> **Prompt**
Give back every entry, copied exactly.

<<<<

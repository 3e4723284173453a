/// A randomly selected (core value, quote) pair eligible for appending to
/// the queue: the quote is guaranteed absent from the queue at pick time.
#[derive(Debug, Clone, PartialEq, Eq)]
pub struct ReplenishmentPick {
    pub core_value_id: String,
    pub quote_id: String,
}
use chrono::{DateTime, Utc};
use serde::{Deserialize, Serialize};

#[derive(Debug, Clone, Copy, Serialize, Deserialize, PartialEq, Eq)]
pub enum PostStatus {
    Pending,
    Sent,
}

impl PostStatus {
    pub fn as_str(&self) -> &'static str {
        match self {
            PostStatus::Pending => "pending",
            PostStatus::Sent => "sent",
        }
    }

    pub fn parse_status(s: &str) -> Option<Self> {
        match s {
            "pending" => Some(PostStatus::Pending),
            "sent" => Some(PostStatus::Sent),
            _ => None,
        }
    }
}

#[derive(Debug, Clone, Serialize, Deserialize)]
pub struct QueueEntry {
    pub id: String,
    pub core_value_id: String,
    pub quote_id: String,
    pub queue_position: String,
    pub created_at: DateTime<Utc>,
}

#[derive(Debug, Clone, Serialize, Deserialize)]
pub struct CoreValue {
    pub id: String,
    pub name: String,
    pub description: String,
}

#[derive(Debug, Clone, Serialize, Deserialize)]
pub struct Quote {
    pub id: String,
    pub text: String,
    pub author: String,
}

/// Ephemeral (value, quote) pair resolved for the queue head at rotation
/// time. Never persisted.
#[derive(Debug, Clone)]
pub struct ContentSelection {
    pub value: CoreValue,
    pub quote: Quote,
}

/// Exactly three raster buffers, in the fixed order the payload references
/// them: quote card, value-name card, value-description card.
pub struct RenderedImages {
    pub quote_card: Vec<u8>,
    pub value_name_card: Vec<u8>,
    pub value_description_card: Vec<u8>,
}

/// Outgoing webhook payload consumed by the external posting automation.
#[derive(Debug, Clone, Serialize, Deserialize, PartialEq, Eq)]
pub struct PostPayload {
    pub image1: String,
    pub image2: String,
    pub image3: String,
    pub caption: String,
    pub metadata: PostMetadata,
}

#[derive(Debug, Clone, Serialize, Deserialize, PartialEq, Eq)]
#[serde(rename_all = "camelCase")]
pub struct PostMetadata {
    pub value_name: String,
    pub value_description: String,
    pub quote_text: String,
    pub quote_author: String,
    pub generated_at: String,
}

#[derive(Debug, Clone, Serialize, Deserialize)]
pub struct ScheduledPost {
    pub key: String,
    pub payload: PostPayload,
    pub asset_keys: Vec<String>,
    pub scheduled_for: DateTime<Utc>,
    pub status: PostStatus,
    pub created_at: DateTime<Utc>,
    pub sent_at: Option<DateTime<Utc>>,
}

/// Summary of one successful rotation, echoed back to the trigger caller.
#[derive(Debug, Clone, Serialize)]
pub struct RotationOutcome {
    pub consumed_entry_id: String,
    pub core_value_id: String,
    pub quote_id: String,
    pub scheduled_for: DateTime<Utc>,
    pub queue_len: i64,
    pub replenished: bool,
}
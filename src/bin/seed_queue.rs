//! Seeds the content repository from a YAML file and fills the work queue
//! to capacity with random non-duplicate picks.

use anyhow::{Context, Result};
use clap::Parser;
use postwheel::{config, db, rotate};
use serde::Deserialize;
use std::path::PathBuf;
use tracing::info;

#[derive(Debug, Parser)]
#[command(author, version, about)]
struct Args {
    /// Path to YAML config file
    #[arg(long, default_value = "config.yaml")]
    config: PathBuf,

    /// Path to YAML seed file with `core_values` and `quotes` lists
    #[arg(long)]
    seed: PathBuf,
}

#[derive(Debug, Deserialize)]
struct SeedFile {
    core_values: Vec<SeedValue>,
    quotes: Vec<SeedQuote>,
}

#[derive(Debug, Deserialize)]
struct SeedValue {
    name: String,
    description: String,
}

#[derive(Debug, Deserialize)]
struct SeedQuote {
    text: String,
    author: String,
}

#[tokio::main]
async fn main() -> Result<()> {
    tracing_subscriber::fmt()
        .with_env_filter(tracing_subscriber::EnvFilter::from_default_env())
        .with_target(false)
        .compact()
        .init();

    let args = Args::parse();
    let cfg = config::load(Some(&args.config))?;
    cfg.ensure_dirs()?;

    let content = std::fs::read_to_string(&args.seed)
        .with_context(|| format!("failed to read {}", args.seed.display()))?;
    let seed: SeedFile = serde_yaml::from_str(&content).context("invalid seed file")?;

    let database_url = std::env::var("DATABASE_URL")
        .unwrap_or_else(|_| format!("sqlite://{}/postwheel.db", cfg.app.data_dir));
    let pool = db::init_pool(&database_url).await?;
    db::run_migrations(&pool).await?;

    for value in &seed.core_values {
        db::insert_core_value(&pool, &value.name, &value.description).await?;
    }
    for quote in &seed.quotes {
        db::insert_quote(&pool, &quote.text, &quote.author).await?;
    }
    info!(
        core_values = seed.core_values.len(),
        quotes = seed.quotes.len(),
        "content seeded"
    );

    // Fill the queue up to capacity; stops early if eligible quotes run out.
    let mut appended = 0;
    let mut len = db::queue_len(&pool).await?;
    while len < rotate::QUEUE_CAPACITY {
        let mut tx = pool.begin().await?;
        let Some(pick) = db::pick_replenishment(&mut tx).await? else {
            break;
        };
        db::append_queue_entry(&mut tx, &pick.core_value_id, &pick.quote_id, len + 1).await?;
        tx.commit().await?;
        len += 1;
        appended += 1;
    }
    info!(appended, queue_len = len, "queue filled");

    Ok(())
}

>>>>

> **Task result**
repository 3e4723284173453a
/// A randomly selected (core value, quote) pair eligible for appending to
/// the queue: the quote is guaranteed absent from the queue at pick time.
#[derive(Debug, Clone, PartialEq, Eq)]
pub struct ReplenishmentPick {
    pub core_value_id: String,
    pub quote_id: String,
}
use chrono::{DateTime, Utc};
use serde::{Deserialize, Serialize};

#[derive(Debug, Clone, Copy, Serialize, Deserialize, PartialEq, Eq)]
pub enum PostStatus {
    Pending,
    Sent,
}

impl PostStatus {
    pub fn as_str(&self) -> &'static str {
        match self {
            PostStatus::Pending => "pending",
            PostStatus::Sent => "sent",
        }
    }

    pub fn parse_status(s: &str) -> Option<Self> {
        match s {
            "pending" => Some(PostStatus::Pending),
            "sent" => Some(PostStatus::Sent),
            _ => None,
        }
    }
}

#[derive(Debug, Clone, Serialize, Deserialize)]
pub struct QueueEntry {
    pub id: String,
    pub core_value_id: String,
    pub quote_id: String,
    pub queue_position: String,
    pub created_at: DateTime<Utc>,
}

#[derive(Debug, Clone, Serialize, Deserialize)]
pub struct CoreValue {
    pub id: String,
    pub name: String,
    pub description: String,
}

#[derive(Debug, Clone, Serialize, Deserialize)]
pub struct Quote {
    pub id: String,
    pub text: String,
    pub author: String,
}

/// Ephemeral (value, quote) pair resolved for the queue head at rotation
/// time. Never persisted.
#[derive(Debug, Clone)]
pub struct ContentSelection {
    pub value: CoreValue,
    pub quote: Quote,
}

/// Exactly three raster buffers, in the fixed order the payload references
/// them: quote card, value-name card, value-description card.
pub struct RenderedImages {
    pub quote_card: Vec<u8>,
    pub value_name_card: Vec<u8>,
    pub value_description_card: Vec<u8>,
}

/// Outgoing webhook payload consumed by the external posting automation.
#[derive(Debug, Clone, Serialize, Deserialize, PartialEq, Eq)]
pub struct PostPayload {
    pub image1: String,
    pub image2: String,
    pub image3: String,
    pub caption: String,
    pub metadata: PostMetadata,
}

#[derive(Debug, Clone, Serialize, Deserialize, PartialEq, Eq)]
#[serde(rename_all = "camelCase")]
pub struct PostMetadata {
    pub value_name: String,
    pub value_description: String,
    pub quote_text: String,
    pub quote_author: String,
    pub generated_at: String,
}

#[derive(Debug, Clone, Serialize, Deserialize)]
pub struct ScheduledPost {
    pub key: String,
    pub payload: PostPayload,
    pub asset_keys: Vec<String>,
    pub scheduled_for: DateTime<Utc>,
    pub status: PostStatus,
    pub created_at: DateTime<Utc>,
    pub sent_at: Option<DateTime<Utc>>,
}

/// Summary of one successful rotation, echoed back to the trigger caller.
#[derive(Debug, Clone, Serialize)]
pub struct RotationOutcome {
    pub consumed_entry_id: String,
    pub core_value_id: String,
    pub quote_id: String,
    pub scheduled_for: DateTime<Utc>,
    pub queue_len: i64,
    pub replenished: bool,
}
filename src/bin/seed_queue.rs
//! Seeds the content repository from a YAML file and fills the work queue
//! to capacity with random non-duplicate picks.

use anyhow::{Context, Result};
use clap::Parser;
use postwheel::{config, db, rotate};
use serde::Deserialize;
use std::path::PathBuf;
use tracing::info;

#[derive(Debug, Parser)]
#[command(author, version, about)]
struct Args {
    /// Path to YAML config file
    #[arg(long, default_value = "config.yaml")]
    config: PathBuf,

    /// Path to YAML seed file with `core_values` and `quotes` lists
    #[arg(long)]
    seed: PathBuf,
}

#[derive(Debug, Deserialize)]
struct SeedFile {
    core_values: Vec<SeedValue>,
    quotes: Vec<SeedQuote>,
}

#[derive(Debug, Deserialize)]
struct SeedValue {
    name: String,
    description: String,
}

#[derive(Debug, Deserialize)]
struct SeedQuote {
    text: String,
    author: String,
}

#[tokio::main]
async fn main() -> Result<()> {
    tracing_subscriber::fmt()
        .with_env_filter(tracing_subscriber::EnvFilter::from_default_env())
        .with_target(false)
        .compact()
        .init();

    let args = Args::parse();
    let cfg = config::load(Some(&args.config))?;
    cfg.ensure_dirs()?;

    let content = std::fs::read_to_string(&args.seed)
        .with_context(|| format!("failed to read {}", args.seed.display()))?;
    let seed: SeedFile = serde_yaml::from_str(&content).context("invalid seed file")?;

    let database_url = std::env::var("DATABASE_URL")
        .unwrap_or_else(|_| format!("sqlite://{}/postwheel.db", cfg.app.data_dir));
    let pool = db::init_pool(&database_url).await?;
    db::run_migrations(&pool).await?;

    for value in &seed.core_values {
        db::insert_core_value(&pool, &value.name, &value.description).await?;
    }
    for quote in &seed.quotes {
        db::insert_quote(&pool, &quote.text, &quote.author).await?;
    }
    info!(
        core_values = seed.core_values.len(),
        quotes = seed.quotes.len(),
        "content seeded"
    );

    // Fill the queue up to capacity; stops early if eligible quotes run out.
    let mut appended = 0;
    let mut len = db::queue_len(&pool).await?;
    while len < rotate::QUEUE_CAPACITY {
        let mut tx = pool.begin().await?;
        let Some(pick) = db::pick_replenishment(&mut tx).await? else {
            break;
        };
        db::append_queue_entry(&mut tx, &pick.core_value_id, &pick.quote_id, len + 1).await?;
        tx.commit().await?;
        len += 1;
        appended += 1;
    }
    info!(appended, queue_len = len, "queue filled");

    Ok(())
}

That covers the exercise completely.